Jemma couldn't help laughing as she took the box and slid into the passenger seat. "You're incorrigible."
"You encourage me to be." Tony leaned down to give her a quick kiss before he closed the door. Moments later, he was behind the wheel, his attention focused, at least momentarily, on guiding the convertible toward the M42.
Jemma was grateful for his distraction, however brief it might be, because it gave her a moment to adjust to his casual use of money. She suspected her mother might have called it an ostentatious display, and her grandmother would certainly have called it wasteful, but for Tony, it was just normal.
This was the part she had to decide whether she could get used to, Jemma thought, being part of a world, a life, where this kind of thing was unremarkable. She'd waved away Mack's comment about the one percent of the one percent, focused as she was on Fitz, but now, confronted with the reality of it, Jemma couldn't help feeling uncomfortable.
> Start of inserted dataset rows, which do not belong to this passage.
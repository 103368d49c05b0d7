use std::str::FromStr;

use chrono::{Days, NaiveDate, Utc};
use serde::{Deserialize, Serialize};

use crate::core::{DisplayTimeZone, TimeWindow};
use crate::error::{GanttError, GanttResult};

use super::time_of_day::{RangeBoundary, combine_date_and_time};

pub const PRESET_START_TIME: &str = "00:00";
pub const PRESET_END_TIME: &str = "23:59";

/// Quick-pick windows anchored on today's local midnight.
#[derive(Debug, Clone, Copy, PartialEq, Eq, Hash, Serialize, Deserialize)]
#[serde(rename_all = "camelCase")]
pub enum PresetKind {
    Today,
    /// Today plus the next two calendar days.
    ShortRange,
    /// Today plus the next six calendar days.
    Week,
}

impl PresetKind {
    #[must_use]
    pub fn extra_days(self) -> u64 {
        match self {
            Self::Today => 0,
            Self::ShortRange => 2,
            Self::Week => 6,
        }
    }

    /// Inclusive first and last calendar day of the preset.
    pub fn date_range(self, today: NaiveDate) -> GanttResult<(NaiveDate, NaiveDate)> {
        let last = today
            .checked_add_days(Days::new(self.extra_days()))
            .ok_or_else(|| GanttError::MalformedInput(format!("date overflow after {today}")))?;
        Ok((today, last))
    }
}

impl FromStr for PresetKind {
    type Err = GanttError;

    fn from_str(value: &str) -> GanttResult<Self> {
        match value.trim() {
            "today" => Ok(Self::Today),
            "3days" | "shortRange" | "short_range" => Ok(Self::ShortRange),
            "week" => Ok(Self::Week),
            other => Err(GanttError::MalformedInput(format!(
                "unknown range preset `{other}`"
            ))),
        }
    }
}

/// Window from `today 00:00:00.000` to `today + n days 23:59:59.999`.
pub fn compute_preset(
    kind: PresetKind,
    today: NaiveDate,
    timezone: DisplayTimeZone,
) -> GanttResult<TimeWindow> {
    let (first, last) = kind.date_range(today)?;
    let start = combine_date_and_time(first, PRESET_START_TIME, RangeBoundary::Start, timezone)?;
    let end = combine_date_and_time(last, PRESET_END_TIME, RangeBoundary::End, timezone)?;
    TimeWindow::new(start, end)
}

/// Current calendar date in `timezone`.
#[must_use]
pub fn today_in(timezone: DisplayTimeZone) -> NaiveDate {
    timezone.to_local(Utc::now()).date_naive()
}
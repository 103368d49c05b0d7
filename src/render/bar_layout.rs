use serde::{Deserialize, Serialize};

use crate::core::{ColorToken, TimeInterval, WindowScale};
use crate::error::GanttResult;

/// Fractional geometry of one bar.
///
/// Bars are not clipped at the right edge: an interval running past the
/// window end yields `left_fraction + width_fraction > 1`.
#[derive(Debug, Clone, PartialEq, Serialize, Deserialize)]
pub struct BarLayout {
    pub id: String,
    pub label: String,
    pub tooltip: String,
    pub color: ColorToken,
    pub left_fraction: f64,
    pub width_fraction: f64,
}

impl BarLayout {
    #[must_use]
    pub fn right_fraction(&self) -> f64 {
        self.left_fraction + self.width_fraction
    }

    #[must_use]
    pub fn overflows_window(&self) -> bool {
        self.right_fraction() > 1.0
    }

    #[must_use]
    pub fn left_percent(&self) -> f64 {
        self.left_fraction * 100.0
    }

    #[must_use]
    pub fn width_percent(&self) -> f64 {
        self.width_fraction * 100.0
    }
}

pub(super) fn layout_bar(
    interval: &TimeInterval,
    scale: WindowScale,
    width_floor: f64,
) -> GanttResult<BarLayout> {
    interval.validate()?;

    let left_fraction = scale.instant_to_fraction(interval.start).max(0.0);
    let width_fraction = scale
        .duration_to_fraction(interval.duration())
        .max(width_floor);

    Ok(BarLayout {
        id: interval.id.clone(),
        label: interval.label.clone(),
        tooltip: interval.tooltip.clone(),
        color: interval.color.clone(),
        left_fraction,
        width_fraction,
    })
}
Tony's voice interrupted her musing. "I booked us into the Admiral Hornblower."
"Fan of Forester as well as Tolkien?" Jemma asked.
"Who?"
"C. S. Forester?" Jemma prompted. "Wrote the Hornblower books?"
"If you say so."
"You don't know -?" Jemma broke off, shook her head. "If I didn't know better, I'd say you looked up all that information about Birmingham online - wait. Did you look it up?"
"No." Tony packed a world of hurt and disappointment into one short word.
"So why is it you know about Birmingham and not C.S. Forester?"
"Because -" Tony hesitated, and Jemma snuck a glance at him. He looked almost embarrassed for the briefest of moments before he cleared his throat and began again. "Because for a long time, Stark Industries made weapons."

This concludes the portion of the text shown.